• _AIM OF THE TASK_
Every line of the records below from the line with "pub fn new(base_url: impl" up to and including the line with "let response: TimeSeriesResponse" must be reproduced exactly, and no line outside that range.

START EXTRACTED ENTRIES

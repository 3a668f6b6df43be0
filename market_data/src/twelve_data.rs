//! Twelve Data time-series client
//!
//! The vendor returns bars newest-first with every numeric field encoded as a
//! JSON string; both quirks are normalized away here.

use crate::error::{MarketDataError, Result};
use crate::interval::Interval;
use crate::series::{Bar, PriceSeries};
use chrono::{NaiveDate, NaiveDateTime};
use serde::Deserialize;
use std::time::Duration;
use tracing::debug;

/// Maximum bars requested per call
const OUTPUT_SIZE: &str = "5000";

/// Client for the Twelve Data `time_series` endpoint
#[derive(Debug, Clone)]
pub struct TwelveDataClient {
    http: reqwest::Client,
    base_url: String,
    api_key: String,
}

impl TwelveDataClient {
    /// Create a client against the given base URL (configurable so tests can
    /// point it at a stub)
    pub fn new(base_url: impl Into<String>, api_key: impl Into<String>) -> Result<Self> {
        let http = reqwest::Client::builder()
            .timeout(Duration::from_secs(30))
            .build()?;

        Ok(Self {
            http,
            base_url: base_url.into().trim_end_matches('/').to_string(),
            api_key: api_key.into(),
        })
    }

    /// Fetch the historical series for a symbol at the given interval
    pub async fn time_series(&self, symbol: &str, interval: Interval) -> Result<PriceSeries> {
        let url = format!("{}/time_series", self.base_url);
        debug!(symbol, interval = %interval, "fetching Twelve Data time series");

        let response = self
            .http
            .get(&url)
            .query(&[
                ("symbol", symbol),
                ("interval", interval.as_str()),
                ("apikey", self.api_key.as_str()),
                ("outputsize", OUTPUT_SIZE),
            ])
            .send()
            .await?;

        let status = response.status();
        let body = response.text().await?;

        if !status.is_success() {
            return Err(MarketDataError::VendorError(format!(
                "time_series returned status {}: {}",
                status.as_u16(),
                truncate(&body, 200)
            )));
        }

        parse_time_series(&body)
    }
}

#[derive(Debug, Deserialize)]
struct TimeSeriesResponse {
    values: Option<Vec<RawBar>>,
    code: Option<i64>,
    message: Option<String>,
    status: Option<String>,
}

/// Bar exactly as the vendor encodes it: numbers as strings
#[derive(Debug, Deserialize)]
struct RawBar {
    datetime: String,
    open: String,
    high: String,
    low: String,
    close: String,
    volume: Option<String>,
}

/// Parse a Twelve Data `time_series` payload into a [`PriceSeries`]
pub fn parse_time_series(payload: &str) -> Result<PriceSeries> {
    let response: TimeSeriesResponse = serde_json::from_str(payload)
        .map_err(|e| MarketDataError::MalformedPayload(format!("time_series: {}", e)))?;

    let values = match response.values {
        Some(values) => values,
        None => {
            // Error payloads carry code/message instead of values; the vendor
            // answers code 400 for symbols it doesn't know
            let message = response
                .message
                .or(response.status)
                .unwrap_or_else(|| "response has no 'values' field".to_string());
            return Err(if response.code == Some(400) {
                MarketDataError::UnknownSymbol(message)
            } else {
                MarketDataError::VendorError(message)
            });
        }
    };

    let mut bars = Vec::with_capacity(values.len());
    for raw in &values {
        bars.push(Bar {
            timestamp: parse_vendor_datetime(&raw.datetime)?,
            open: parse_vendor_number("open", &raw.open)?,
            high: parse_vendor_number("high", &raw.high)?,
            low: parse_vendor_number("low", &raw.low)?,
            close: parse_vendor_number("close", &raw.close)?,
            volume: match &raw.volume {
                Some(v) => parse_vendor_number("volume", v)?,
                None => 0.0,
            },
        });
    }

    PriceSeries::from_bars(bars)
}

/// Intraday bars carry a full timestamp, daily bars a date only
fn parse_vendor_datetime(value: &str) -> Result<NaiveDateTime> {
    if let Ok(ts) = NaiveDateTime::parse_from_str(value, "%Y-%m-%d %H:%M:%S") {
        return Ok(ts);
    }
    if let Ok(date) = NaiveDate::parse_from_str(value, "%Y-%m-%d") {
        if let Some(ts) = date.and_hms_opt(0, 0, 0) {
            return Ok(ts);
        }
    }

    Err(MarketDataError::MalformedPayload(format!(
        "bad datetime '{}'",
        value
    )))
}

fn parse_vendor_number(field: &str, value: &str) -> Result<f64> {
    value
        .parse::<f64>()
        .map_err(|e| MarketDataError::MalformedPayload(format!("bad {} '{}': {}", field, value, e)))
}

fn truncate(s: &str, max: usize) -> &str {
    match s.char_indices().nth(max) {
        Some((idx, _)) => &s[..idx],
        None => s,
    }
}
//! Iterative multi-step forecasting
//!
//! The model only ever predicts one step ahead. A longer horizon is produced
//! by feeding each prediction back in as the newest observation and sliding
//! the window forward, one step at a time.

use crate::error::{EngineError, Result};
use crate::model::SequenceModel;
use crate::scaler::MinMaxScaler;
use rand::Rng;
use rand_distr::Uniform;

/// Options controlling the forecast loop.
///
/// Forecasts are deterministic by default: the same window and the same model
/// produce the same sequence. The optional multiplicative jitter perturbs
/// each prediction before it is recorded and fed back; it stays off unless
/// explicitly configured.
#[derive(Debug, Clone, Default)]
pub struct ForecastOptions {
    /// Half-width of the uniform jitter band around 1.0, e.g. `0.02` for
    /// +/-2%. `None` disables jitter.
    pub jitter_band: Option<f64>,
}

impl ForecastOptions {
    /// Validate option values
    pub fn validate(&self) -> Result<()> {
        if let Some(band) = self.jitter_band {
            if !band.is_finite() || band <= 0.0 || band >= 1.0 {
                return Err(EngineError::ValidationError(format!(
                    "jitter band must be in (0, 1), got {}",
                    band
                )));
            }
        }
        Ok(())
    }
}

/// Forecasted price sequence
#[derive(Debug, Clone)]
pub struct Forecast {
    /// Forecasted values, one per future step
    values: Vec<f64>,
    /// Number of periods forecasted
    horizon: usize,
}

impl Forecast {
    /// Create a new forecast result
    pub fn new(values: Vec<f64>, horizon: usize) -> Result<Self> {
        if values.len() != horizon {
            return Err(EngineError::ValidationError(format!(
                "Values length ({}) doesn't match horizon ({})",
                values.len(),
                horizon
            )));
        }

        Ok(Self { values, horizon })
    }

    /// Get the forecasted values
    pub fn values(&self) -> &[f64] {
        &self.values
    }

    /// Get the number of periods forecasted
    pub fn horizon(&self) -> usize {
        self.horizon
    }
}

/// Iterative forecaster over any [`SequenceModel`]
#[derive(Debug, Clone, Default)]
pub struct IterativeForecaster {
    options: ForecastOptions,
}

impl IterativeForecaster {
    /// Create a forecaster with the given options
    pub fn new(options: ForecastOptions) -> Result<Self> {
        options.validate()?;
        Ok(Self { options })
    }

    /// Extract the model's seed window from observed (normalized) history.
    ///
    /// Fails before any model invocation when fewer than `input_len()`
    /// observations are available.
    pub fn seed_window<'a>(
        &self,
        model: &dyn SequenceModel,
        history: &'a [f64],
    ) -> Result<&'a [f64]> {
        let required = model.input_len();
        if history.len() < required {
            return Err(EngineError::InsufficientHistory {
                required,
                actual: history.len(),
            });
        }
        Ok(&history[history.len() - required..])
    }

    /// Forecast `horizon` normalized values from a window of `input_len()`
    /// normalized observations.
    pub fn forecast_normalized(
        &self,
        model: &dyn SequenceModel,
        window: &[f64],
        horizon: usize,
    ) -> Result<Forecast> {
        if horizon == 0 {
            return Err(EngineError::ValidationError(
                "Forecast horizon must be positive".to_string(),
            ));
        }
        if window.len() != model.input_len() {
            return Err(EngineError::ValidationError(format!(
                "Window length ({}) doesn't match model input length ({})",
                window.len(),
                model.input_len()
            )));
        }

        let mut current = window.to_vec();
        let mut predictions = Vec::with_capacity(horizon);

        for _ in 0..horizon {
            let mut predicted = model.predict_next(&current)?;
            if let Some(band) = self.options.jitter_band {
                predicted *= jitter_factor(band);
            }

            predictions.push(predicted);

            // Slide the window: drop the oldest value, append the prediction
            current.remove(0);
            current.push(predicted);
        }

        Forecast::new(predictions, horizon)
    }

    /// Forecast `horizon` prices: run the normalized loop, then map every
    /// prediction back to price scale with the scaler that produced the
    /// window (not re-fit).
    pub fn forecast_prices(
        &self,
        model: &dyn SequenceModel,
        scaler: &MinMaxScaler,
        window: &[f64],
        horizon: usize,
    ) -> Result<Forecast> {
        let normalized = self.forecast_normalized(model, window, horizon)?;
        Forecast::new(
            scaler.inverse_transform_all(normalized.values()),
            horizon,
        )
    }
}

fn jitter_factor(band: f64) -> f64 {
    let mut rng = rand::thread_rng();
    rng.sample(Uniform::new(1.0 - band, 1.0 + band))
}

#[cfg(test)]
mod tests {
    use super::*;

    /// Minimal model for loop tests: always predicts the same value
    #[derive(Debug)]
    struct ConstantModel {
        value: f64,
        input_len: usize,
    }

    impl SequenceModel for ConstantModel {
        fn input_len(&self) -> usize {
            self.input_len
        }

        fn predict_next(&self, _window: &[f64]) -> Result<f64> {
            Ok(self.value)
        }

        fn name(&self) -> &str {
            "Constant"
        }
    }

    #[test]
    fn constant_model_yields_constant_forecast() {
        let model = ConstantModel {
            value: 0.5,
            input_len: 60,
        };
        let forecaster = IterativeForecaster::default();

        let window = vec![0.5; 60];
        let forecast = forecaster.forecast_normalized(&model, &window, 3).unwrap();

        assert_eq!(forecast.values(), &[0.5, 0.5, 0.5]);
    }

    #[test]
    fn zero_horizon_is_rejected() {
        let model = ConstantModel {
            value: 0.5,
            input_len: 4,
        };
        let forecaster = IterativeForecaster::default();

        let result = forecaster.forecast_normalized(&model, &[0.1, 0.2, 0.3, 0.4], 0);
        assert!(matches!(result, Err(EngineError::ValidationError(_))));
    }
}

END EXTRACTED ENTRIES

• _RESPONSE BELOW_
    pub fn new(base_url: impl Into<String>, api_key: impl Into<String>) -> Result<Self> {
        let http = reqwest::Client::builder()
            .timeout(Duration::from_secs(30))
            .build()?;

        Ok(Self {
            http,
            base_url: base_url.into().trim_end_matches('/').to_string(),
            api_key: api_key.into(),
        })
    }

    /// Fetch the historical series for a symbol at the given interval
    pub async fn time_series(&self, symbol: &str, interval: Interval) -> Result<PriceSeries> {
        let url = format!("{}/time_series", self.base_url);
        debug!(symbol, interval = %interval, "fetching Twelve Data time series");

        let response = self
            .http
            .get(&url)
            .query(&[
                ("symbol", symbol),
                ("interval", interval.as_str()),
                ("apikey", self.api_key.as_str()),
                ("outputsize", OUTPUT_SIZE),
            ])
            .send()
            .await?;

        let status = response.status();
        let body = response.text().await?;

        if !status.is_success() {
            return Err(MarketDataError::VendorError(format!(
                "time_series returned status {}: {}",
                status.as_u16(),
                truncate(&body, 200)
            )));
        }

        parse_time_series(&body)
    }
}

#[derive(Debug, Deserialize)]
struct TimeSeriesResponse {
    values: Option<Vec<RawBar>>,
    code: Option<i64>,
    message: Option<String>,
    status: Option<String>,
}

/// Bar exactly as the vendor encodes it: numbers as strings
#[derive(Debug, Deserialize)]
struct RawBar {
    datetime: String,
    open: String,
    high: String,
    low: String,
    close: String,
    volume: Option<String>,
}

/// Parse a Twelve Data `time_series` payload into a [`PriceSeries`]
pub fn parse_time_series(payload: &str) -> Result<PriceSeries> {
    let response: TimeSeriesResponse = serde_json::from_str(payload)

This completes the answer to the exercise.